* _Instructions for the task_: Instruction for the entries that follow: retype exactly the lines from the line with "bytes and stamps" to the line with "use conflux_core::registry::AdapterRegistry;", both included, and omit all others.

* _Supplied records_:
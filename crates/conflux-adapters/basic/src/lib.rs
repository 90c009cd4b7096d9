//! # Conflux Basic Adapters
//!
//! The stock adapter set for the Conflux configuration pipeline. These
//! adapters cover the common shapes a configuration artifact arrives in:
//!
//! - [`DictionaryAdapter`] - an already-canonical [`ConfigDictionary`],
//!   passed through (and provenance-stamped) unchanged
//! - [`PropertiesAdapter`] - raw bytes in `key=value` properties format
//! - [`JsonAdapter`] - raw bytes carrying a JSON object
//! - [`FileAdapter`] - a file path, read into bytes with a mime stamp
//!   derived from the extension
//!
//! Together they form the canonical chain `file → bytes → dictionary`:
//! the file adapter turns a `PathBuf` into bytes and stamps
//! `config.mime`, which the properties or JSON adapter then picks up.
//!
//! ## Quick Start
//!
//! ```rust,ignore
//! use conflux_adapter_basic::register_basic_adapters;
//! use conflux_core::AdapterRegistry;
//!
//! let mut registry = AdapterRegistry::new();
//! register_basic_adapters(&mut registry)?;
//! ```
//!
//! [`ConfigDictionary`]: conflux_core::ConfigDictionary

mod dictionary;
mod file;
mod json;
mod properties;

pub use dictionary::DictionaryAdapter;
pub use file::FileAdapter;
pub use json::JsonAdapter;
pub use properties::PropertiesAdapter;

use conflux_core::error::SpecResult;
use conflux_core::registry::AdapterRegistry;
use tracing::debug;

/// Registers the basic adapter set.
///
/// Registration order matters: the dictionary passthrough goes first so a
/// canonical payload never takes a longer chain than necessary.
pub fn register_basic_adapters(registry: &mut AdapterRegistry) -> SpecResult<()> {
    registry.register(DictionaryAdapter::new());
    registry.register(PropertiesAdapter::new()?);
    registry.register(JsonAdapter::new()?);
    registry.register(FileAdapter::new());
    debug!("Registered basic adapters");
    Ok(())
}
//! Well-known metadata keys.
//!
//! Detectors and adapters communicate through metadata attached to a
//! payload. The keys below are the shared vocabulary: target addressing
//! keys are read by the identity builder, info keys record provenance,
//! and `MIME_TYPE` drives filter-based adapter selection.

/// Persistent identifier of a singleton configuration target.
pub const TARGET_PID: &str = "config.target.pid";

/// Factory identifier of a templated configuration target.
pub const TARGET_FACTORY_PID: &str = "config.target.factory.pid";

/// Named instance of a factory configuration target.
pub const TARGET_FACTORY_INSTANCE: &str = "config.target.factory.instance";

/// Origin scope owning the configuration (absent means global).
pub const TARGET_LOCATION: &str = "config.target.location";

/// Identity of the last adapter applied in a chain.
///
/// Stamped after every adaptation step; the last-applied adapter always
/// wins this key.
pub const INFO_ADAPTER: &str = "config.info.adapter";

/// Identity of the detector agent that produced the observation.
pub const INFO_AGENT: &str = "config.info.agent";

/// Observation timestamp, set by detectors that track one.
pub const INFO_TIMESTAMP: &str = "config.info.timestamp";

/// Mime type describing a raw payload (e.g. `extension/properties`).
pub const MIME_TYPE: &str = "config.mime";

* _Task answer_:
//! the file adapter turns a `PathBuf` into bytes and stamps
//! `config.mime`, which the properties or JSON adapter then picks up.
//!
//! ## Quick Start
//!
//! ```rust,ignore
//! use conflux_adapter_basic::register_basic_adapters;
//! use conflux_core::AdapterRegistry;
//!
//! let mut registry = AdapterRegistry::new();
//! register_basic_adapters(&mut registry)?;
//! ```
//!
//! [`ConfigDictionary`]: conflux_core::ConfigDictionary

mod dictionary;
mod file;
mod json;
mod properties;

pub use dictionary::DictionaryAdapter;
pub use file::FileAdapter;
pub use json::JsonAdapter;
pub use properties::PropertiesAdapter;

use conflux_core::error::SpecResult;
use conflux_core::registry::AdapterRegistry;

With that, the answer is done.